In this interview Dr Jean-Michel Lecerf (Head of the Nutrition Department at the Institut Pasteur of Lille) explains that there are two key principles to the study of nutrition; diversity and moderation.
Lecerf argues that we need to alternate ingredients from the same nutritional family (e.g. vegetables, fish etc.) and keep changing the way we cook them (whether by steaming, stewing, boiling, etc).
Of course, individuals still need to exercise regularly, according to Lecerf, though many of us are aware of that already.
Another point developed by Lecerf in his interview is that the feeling of pleasure in eating is a guarantee of a well balanced nutritional plan. Eating is a complex act, linked to our biological make up, but also dictated by our family and cultural habits.
Biological, emotional and psychological factors influence our relationship with food, so there is an instinctive element in staying in tune with our gut feelings with regard to how we eat (Consult Your Guts is tactually the title of a chapter in the Food rules bestseller in U.S. by author Michael Polland).

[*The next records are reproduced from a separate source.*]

use crate::Vec2;

#[derive(Clone, Copy, Debug, PartialEq, Eq)]
pub enum PointerButton {
    Primary,
    Secondary,
    Tertiary,
}

#[derive(Clone, Copy, Debug, PartialEq)]
pub enum PointerPhase {
    Down(PointerButton),
    Up(PointerButton),
    Move,
    Enter,
    Leave,
    Cancel,
}

bitflags::bitflags! {
    #[derive(Clone, Copy, Debug, Default, PartialEq, Eq)]
    pub struct Modifiers: u8 {
        const SHIFT = 1;
        const CTRL = 2;
        const ALT = 4;
        /// Cmd on macOS, Win key elsewhere.
        const META = 8;
    }
}

#[derive(Clone, Copy, Debug, PartialEq)]
pub struct PointerEvent {
    pub phase: PointerPhase,
    /// Position in the coordinate space of the receiving widget, or in
    /// display space when delivered through a capture grab.
    pub position: Vec2,
    pub modifiers: Modifiers,
}

impl PointerEvent {
    pub fn new(phase: PointerPhase, position: Vec2) -> Self {
        Self {
            phase,
            position,
            modifiers: Modifiers::empty(),
        }
    }

    pub fn with_modifiers(mut self, m: Modifiers) -> Self {
        self.modifiers = m;
        self
    }

    pub fn at(mut self, position: Vec2) -> Self {
        self.position = position;
        self
    }
}

#[derive(Clone, Debug, PartialEq, Eq)]
pub enum Key {
    Character(char),
    Enter,
    Tab,
    Backspace,
    Delete,
    Escape,
    ArrowLeft,
    ArrowRight,
    ArrowUp,
    ArrowDown,
    Home,
    End,
    PageUp,
    PageDown,
}

#[derive(Clone, Debug, PartialEq, Eq)]
pub struct KeyEvent {
    pub key: Key,
    pub modifiers: Modifiers,
    pub is_repeat: bool,
}

impl KeyEvent {
    pub fn new(key: Key) -> Self {
        Self {
            key,
            modifiers: Modifiers::empty(),
            is_repeat: false,
        }
    }

    pub fn with_modifiers(mut self, m: Modifiers) -> Self {
        self.modifiers = m;
        self
    }
}
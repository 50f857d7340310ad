//! # Veneer skins
//!
//! One module per widget type, each exporting a `*Skin`: the object that
//! paints a component, answers its geometry queries, and turns raw pointer
//! and key events into semantic state changes (selection, scrolling,
//! resizing, expansion). Skins are selected per widget type through the
//! [`AnySkin`] variant rather than an inheritance tree; the shared behavior
//! lives in `veneer-core` (style stores, interaction sessions, row
//! projection) and in the [`Skin`] trait below.
//!
//! A skin is inert until [`Skin::install`] binds it to a [`Component`];
//! installing twice, or asking for geometry before installing, is a
//! programming error and panics. Uninstalling tears down every live
//! session (grabs, timers) through RAII handles.

use std::rc::Rc;

use veneer_core::{
    Canvas, Component, KeyEvent, Measure, MonospaceRuler, PointerEvent, TextRuler, Theme, Timers,
};

pub mod frame;
pub mod header;
pub mod list;
pub mod list_button;
pub mod scrollbar;
pub mod table;
pub mod tabs;
pub mod text_input;
pub mod track;
pub mod tree;

pub use frame::FrameSkin;
pub use header::TableHeaderSkin;
pub use list::ListViewSkin;
pub use list_button::ListButtonSkin;
pub use scrollbar::ScrollBarSkin;
pub use table::TableSkin;
pub use tabs::TabPaneSkin;
pub use text_input::TextInputSkin;
pub use tree::TreeSkin;

/// Shared collaborators handed to every skin at construction.
#[derive(Clone)]
pub struct SkinCtx {
    pub hub: veneer_core::DisplayHub,
    pub timers: Timers,
    pub theme: Rc<Theme>,
    pub ruler: Rc<dyn TextRuler>,
}

impl SkinCtx {
    pub fn new(
        hub: veneer_core::DisplayHub,
        timers: Timers,
        theme: Rc<Theme>,
        ruler: Rc<dyn TextRuler>,
    ) -> Self {
        Self {
            hub,
            timers,
            theme,
            ruler,
        }
    }

    /// Context with default theme and the fixed-advance ruler; what tests
    /// and headless tools use.
    pub fn plain(hub: veneer_core::DisplayHub, timers: Timers) -> Self {
        Self {
            hub,
            timers,
            theme: Rc::new(Theme::default()),
            ruler: Rc::new(MonospaceRuler::default()),
        }
    }
}

/// The paint/layout/event strategy bound to one component.
pub trait Skin: Measure {
    /// Binds the skin to its component and subscribes its listeners.
    ///
    /// # Panics
    /// Panics when the skin is already installed.
    fn install(&mut self, component: Component);

    /// Releases the component and every live session. Safe to call when not
    /// installed.
    fn uninstall(&mut self);

    /// # Panics
    /// Panics when the skin is not installed.
    fn component(&self) -> &Component;

    fn paint(&mut self, canvas: &mut Canvas);

    /// Pointer events in the component's local coordinate space.
    fn on_pointer(&mut self, ev: &PointerEvent) {
        let _ = ev;
    }

    fn on_key(&mut self, ev: &KeyEvent) {
        let _ = ev;
    }
}

/// Widget-type dispatch for hosts that store skins uniformly.
pub enum AnySkin {
    Frame(FrameSkin),
    ScrollBar(ScrollBarSkin),
    TabPane(TabPaneSkin),
    Table(TableSkin),
    TableHeader(TableHeaderSkin),
    Tree(TreeSkin),
    ListView(ListViewSkin),
    ListButton(ListButtonSkin),
    TextInput(TextInputSkin),
}

macro_rules! each_skin {
    ($self:ident, $skin:ident => $body:expr) => {
        match $self {
            AnySkin::Frame($skin) => $body,
            AnySkin::ScrollBar($skin) => $body,
            AnySkin::TabPane($skin) => $body,
            AnySkin::Table($skin) => $body,
            AnySkin::TableHeader($skin) => $body,
            AnySkin::Tree($skin) => $body,
            AnySkin::ListView($skin) => $body,
            AnySkin::ListButton($skin) => $body,
            AnySkin::TextInput($skin) => $body,
        }
    };
}

impl Measure for AnySkin {
    fn preferred_width(&self, given_height: Option<f32>) -> f32 {
        each_skin!(self, s => s.preferred_width(given_height))
    }

    fn preferred_height(&self, given_width: Option<f32>) -> f32 {
        each_skin!(self, s => s.preferred_height(given_width))
    }

    fn preferred_size(&self) -> veneer_core::Size {
        each_skin!(self, s => s.preferred_size())
    }
}

impl Skin for AnySkin {
    fn install(&mut self, component: Component) {
        each_skin!(self, s => s.install(component))
    }

    fn uninstall(&mut self) {
        each_skin!(self, s => s.uninstall())
    }

    fn component(&self) -> &Component {
        each_skin!(self, s => s.component())
    }

    fn paint(&mut self, canvas: &mut Canvas) {
        each_skin!(self, s => s.paint(canvas))
    }

    fn on_pointer(&mut self, ev: &PointerEvent) {
        each_skin!(self, s => s.on_pointer(ev))
    }

    fn on_key(&mut self, ev: &KeyEvent) {
        each_skin!(self, s => s.on_key(ev))
    }
}

/// Install/uninstall boilerplate shared by the skin modules.
pub(crate) fn bind_component(
    slot: &mut Option<Component>,
    component: Component,
    what: &'static str,
) {
    assert!(slot.is_none(), "{what} skin is already installed");
    log::debug!("{what} skin installed on component {:?}", component.id());
    *slot = Some(component);
}

pub(crate) fn require_installed<'a>(
    slot: &'a Option<Component>,
    what: &'static str,
) -> &'a Component {
    slot.as_ref()
        .unwrap_or_else(|| panic!("{what} skin is not installed"))
}

#[cfg(test)]
mod tests {
    use super::*;
    use crate::scrollbar::Orientation;
    use crate::testutil::Fixture;
    use veneer_core::Rect;

    #[test]
    fn any_skin_dispatches_by_variant() {
        let fx = Fixture::new();
        let mut skin = AnySkin::ScrollBar(ScrollBarSkin::new(&fx.ctx, Orientation::Vertical));
        skin.install(fx.component(Rect::new(0.0, 0.0, 16.0, 232.0)));
        assert_eq!(skin.preferred_width(None), 16.0);
        let mut canvas = Canvas::new(veneer_core::Size::new(16.0, 232.0));
        skin.paint(&mut canvas);
        assert!(!canvas.ops().is_empty());
        skin.uninstall();
    }

    #[test]
    #[should_panic(expected = "already installed")]
    fn double_install_is_fatal() {
        let fx = Fixture::new();
        let mut skin = ScrollBarSkin::new(&fx.ctx, Orientation::Vertical);
        skin.install(fx.component(Rect::new(0.0, 0.0, 16.0, 100.0)));
        skin.install(fx.component(Rect::new(0.0, 0.0, 16.0, 100.0)));
    }
}
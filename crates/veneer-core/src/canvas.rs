//! Display-list canvas.
//!
//! Skins paint by appending ops to a [`Canvas`]; a rendering backend replays
//! the list against whatever 2D surface the host uses. Coordinates are
//! resolved at record time: `push_translate` shifts subsequent ops,
//! `push_clip` narrows the clip, and [`Canvas::clip_bounds`] reports the
//! current clip in local coordinates so skins can cull rows that cannot be
//! visible.

use crate::{Brush, Color, FontSpec, Rect, Size, Vec2};

#[derive(Clone, Debug, PartialEq)]
pub enum PaintOp {
    FillRect {
        rect: Rect,
        brush: Brush,
    },
    StrokeRect {
        rect: Rect,
        color: Color,
        width: f32,
    },
    Line {
        from: Vec2,
        to: Vec2,
        color: Color,
        width: f32,
    },
    FillTriangle {
        a: Vec2,
        b: Vec2,
        c: Vec2,
        color: Color,
    },
    Text {
        pos: Vec2,
        text: String,
        font: FontSpec,
        color: Color,
    },
    PushClip {
        rect: Rect,
    },
    PopClip,
}

pub struct Canvas {
    ops: Vec<PaintOp>,
    offset: Vec2,
    offset_stack: Vec<Vec2>,
    clip_stack: Vec<Rect>,
}

impl Canvas {
    pub fn new(surface: Size) -> Self {
        Self {
            ops: Vec::new(),
            offset: Vec2::ZERO,
            offset_stack: Vec::new(),
            clip_stack: vec![Rect::from_size(surface)],
        }
    }

    fn to_abs(&self, r: Rect) -> Rect {
        r.translate(self.offset.x, self.offset.y)
    }

    fn abs_point(&self, p: Vec2) -> Vec2 {
        Vec2::new(p.x + self.offset.x, p.y + self.offset.y)
    }

    fn clip(&self) -> Rect {
        *self.clip_stack.last().expect("canvas clip stack underflow")
    }

    /// Current clip, expressed in the local (translated) coordinate space.
    /// Empty when everything drawn here would be clipped away.
    pub fn clip_bounds(&self) -> Rect {
        self.clip().translate(-self.offset.x, -self.offset.y)
    }

    pub fn fill_rect(&mut self, rect: Rect, brush: impl Into<Brush>) {
        let abs = self.to_abs(rect);
        if abs.intersects(self.clip()) {
            self.ops.push(PaintOp::FillRect {
                rect: abs,
                brush: brush.into(),
            });
        }
    }

    pub fn stroke_rect(&mut self, rect: Rect, color: Color, width: f32) {
        let abs = self.to_abs(rect);
        if abs.intersects(self.clip()) {
            self.ops.push(PaintOp::StrokeRect {
                rect: abs,
                color,
                width,
            });
        }
    }

    pub fn line(&mut self, from: Vec2, to: Vec2, color: Color, width: f32) {
        self.ops.push(PaintOp::Line {
            from: self.abs_point(from),
            to: self.abs_point(to),
            color,
            width,
        });
    }

    pub fn fill_triangle(&mut self, a: Vec2, b: Vec2, c: Vec2, color: Color) {
        self.ops.push(PaintOp::FillTriangle {
            a: self.abs_point(a),
            b: self.abs_point(b),
            c: self.abs_point(c),
            color,
        });
    }

    pub fn text(&mut self, pos: Vec2, text: impl Into<String>, font: &FontSpec, color: Color) {
        self.ops.push(PaintOp::Text {
            pos: self.abs_point(pos),
            text: text.into(),
            font: font.clone(),
            color,
        });
    }

    pub fn push_clip(&mut self, rect: Rect) {
        let abs = self.to_abs(rect).intersect(self.clip());
        self.clip_stack.push(abs);
        self.ops.push(PaintOp::PushClip { rect: abs });
    }

    pub fn pop_clip(&mut self) {
        assert!(self.clip_stack.len() > 1, "pop_clip without push_clip");
        self.clip_stack.pop();
        self.ops.push(PaintOp::PopClip);
    }

    pub fn push_translate(&mut self, d: Vec2) {
        self.offset_stack.push(self.offset);
        self.offset = Vec2::new(self.offset.x + d.x, self.offset.y + d.y);
    }

    pub fn pop_translate(&mut self) {
        self.offset = self
            .offset_stack
            .pop()
            .expect("pop_translate without push_translate");
    }

    pub fn ops(&self) -> &[PaintOp] {
        &self.ops
    }

    pub fn into_ops(self) -> Vec<PaintOp> {
        self.ops
    }
}

/// Seam to the host's actual 2D rasterizer.
pub trait RenderBackend {
    fn submit(&mut self, canvas: &Canvas);
}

Too much dieting, or any attempt to control our diet abusively (or as a surfeit of control) in the way we eat will thus diminish the satisfaction derived from eating itself, which is ultimately self-defeating.
Lecerf suggests it is important to give people frequencies in their food consumption (or put it this way, he suggests giving people a timetable or a schedule for their eating plan) and ends up by saying that we should also look to other factors in our lives to understand how we relate to food, such as economic, social and habitual behaviour.
What is clear, particularly from my experience, is that people are certainly confused by the published advice about how they should relate to food and eating.
Over the past 15 years we have seen the rise of a new sector in the fitness industry, which has grown up alongside a growing interest in sporting activity as a whole. On the one hand the fitness industry, which is dominated by big chains (LA Fitness, Virgin active etc.), can be seen to have developed into a sophisticated sector in its own right which sees its clients as customers, rather than as people with individual needs.
But, on the other hand, opportunities for sports and keeping fit also exist on a more general basis in the form of local sport clubs, associations and groups. These organisations operate without specific business targets, are usually run by passionate volunteers and operate alongside the work of the professional sector.
Of course there are also charitable gyms out there (Jubilee Hall, for example, is a charitable gym), but the competition for members is tough , particularly in the current economic climate. Plus, the big chains benefit from having access to larger budgets to promote and market themselves and to get their messages across via sophisticated advertising campaigns.
Against this background and taking into account the information that is being constantly made available about the relationship between diet and training, I would say that in over seven years as a personal trainer I have had the opportunity to meet hundreds of people asking for all kinds of lifestyle advice. My sense is that there is a general and continuing confusion in the minds of most people about what the fitness sector can do for them (and what they should really also do for themselves).
Today I am more passionate than ever to help my clients to both understand what they can do to improve their fitness and how personal trainers, such as myself, can support them in their quest to achieve greater fitness and body awareness. As such, I see my role more as that of a healthy lifestyle mediator to my clients in their long-term progress to a healthier lifestyle.
I also completely agree with Dr Lecerf when he says that we need to understand the needs and motivations of people in more depth; their background, social circumstances, economic position and so on to be able to help them.
The issue of obesity in our modern society is not only about what we eat or when we eat it.